俺は二人が食べている間、少女の左肩にあるショルダーアーマー(肩当て)に目を留めた。
妖精がいつも乗っている場所なのだろう。塗装が剥げ、細かい傷が無数についている。
だが、気になったのはそこじゃない。
「……おい、お嬢ちゃん」
「ん? なに?」
「その肩当て。……ちょっとバランスが悪くないか?」
俺はカウンター越しに手を伸ばし、アーマーの留め具を指差した。
「妖精が乗る分、左側だけ重くなってる。戦ってる最中、左に傾いて狙いがブレてねえか?」
少女はハッとした。
「あ……言われてみれば。最近、長距離射撃の時に、どうしても左肩が下がっちゃって……」
『ボクが太ったわけじゃないぞ!?』
俺は工具箱から、ウェイトバランサー(重り)と、滑り止め用のラバーシートを取り出した。
「飯食ってる間に調整してやる。……相棒を乗せるなら、専用の『座席』が必要だろ」
俺はアーマーの右側――妖精が乗らない方――の内部に、カウンターウェイトを埋め込んだ。
これで左右の重量バランスが均一になる。
さらに、左肩の表面に、グリップ力の高いラバーシートを貼り付け、小さな突起を増設した。

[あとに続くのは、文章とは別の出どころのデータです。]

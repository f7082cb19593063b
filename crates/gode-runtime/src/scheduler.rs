//! Implements `gode_plugin::Scheduler` on top of `Queue`, letting a
//! native plugin's own worker thread re-enter the engine thread to
//! either run arbitrary work (`enqueue`) or invoke a script callback it
//! was handed earlier (`invoke_callback`).

use std::ffi::c_void;
use std::sync::Arc;

use gode_plugin::Scheduler;

use crate::callback::CallbackRegistry;
use crate::engine;
use crate::queue::Queue;
use crate::value_convert::{js_to_json, json_to_js};

/// The concrete scheduler the facade hands to `PluginBridge::new`.
/// Cheap to clone; everything it holds is already `Arc`-backed.
pub struct QueueScheduler {
    queue: Arc<Queue>,
    callbacks: Arc<CallbackRegistry>,
}

impl QueueScheduler {
    pub fn new(queue: Arc<Queue>, callbacks: Arc<CallbackRegistry>) -> Self {
        QueueScheduler { queue, callbacks }
    }
}

impl Scheduler for QueueScheduler {
    fn enqueue(&self, work: Box<dyn FnOnce() + Send>) {
        // The plugin's work doesn't touch script state directly, so the
        // `Ctx` handed to it by the engine thread is simply ignored;
        // what matters is that `work` runs while `CURRENT_CTX` is set,
        // so a nested `engine_reference()` call still resolves.
        let _ = self.queue.enqueue(move |_ctx| work());
    }

    fn engine_reference(&self) -> *mut c_void {
        engine::current_engine_reference()
    }

    fn invoke_callback(&self, token: &str, args_json: &str) -> Result<String, String> {
        let token = token.to_string();
        let args_json = args_json.to_string();
        let callbacks = self.callbacks.clone();

        let result = self
            .queue
            .enqueue_awaitable(move |ctx| {
                let args: serde_json::Value = serde_json::from_str(&args_json)
                    .map_err(|e| scheduling_error(format!("invalid callback arguments: {}", e)))?;
                let args = match args {
                    serde_json::Value::Array(items) => items,
                    other => vec![other],
                };

                let func = callbacks
                    .resolve(&ctx, &token)
                    .ok_or_else(|| scheduling_error(format!("unknown callback token: {}", token)))?;

                let mut js_args = Vec::with_capacity(args.len());
                for arg in &args {
                    let js_arg = json_to_js(&ctx, arg).map_err(scheduling_error)?;
                    js_args.push(js_arg);
                }

                let call_result = func
                    .call::<_, rquickjs::Value>(rquickjs::function::Rest(js_args));

                match call_result {
                    Ok(value) => js_to_json(&ctx, &value, &callbacks).map_err(scheduling_error),
                    Err(err) => Err(crate::js_error::module_error_from_exception(
                        "", "", "invoke_callback", &ctx, &err,
                    )),
                }
            })
            .map_err(|e| e.to_string())?
            .wait();

        match result {
            Ok(json_value) => {
                serde_json::to_string(&json_value).map_err(|e| format!("failed to encode callback result: {}", e))
            }
            Err(err) => Err(gode_error::format(&err)),
        }
    }
}

fn scheduling_error(message: impl Into<String>) -> gode_error::ModuleError {
    gode_error::ModuleError::new(
        gode_error::ErrorKind::Scheduling,
        "",
        "",
        "invoke_callback",
        message.into(),
    )
}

「これで妖精も爪を立てずに踏ん張れるし、お前の肩も傷つかねえ」
作業を終えて返すと、妖精のチップが早速飛び乗った。
『おおっ! なんだこれ、すげえ安定感! ビジネスクラス並みの乗り心地だぞ!』
少女も肩を回してみた。
「……軽い! チップが乗ってるのに、重さを感じない!」
重心が体の中心に来たことで、体感重量が消えたのだ。
「これなら、どんなアクロバットな動きをしても振り落とされないよ!」
『よーし、次は空中で一回転撃ちでもキメてやるか!』
二人は顔を見合わせ、楽しそうに笑った。
通常、魔法少女と妖精の関係は「主従」か「搾取」だ。
だが、この二人の間にある魔力パス(回路)は、どちらか一方通行ではなく、綺麗な円環を描いて循環していた。
相互依存ではなく、相互扶助。理想的な関係だ。
少女は代金を払い、元気よく立ち上がった。
「ありがとう、おじさん! また二人で来るね!」
『ごちそうさん! 海老、また頼むぜ!』
二人は夜風の中に飛び出していった。
少女の肩にしっかりと掴まる妖精の姿は、まるで体の一部のように馴染んでいた。
「……相棒、か」
俺は空になったドンブリを洗った。
薄い皮に包まれた中身。
一人じゃ頼りない皮も具も、合わされば美味い料理になる。
「さて」
俺はラジオのボリュームを少し上げた。
明日は晴れ。
あの二人なら、どんな嵐の中でも笑って駆け抜けていくだろうさ。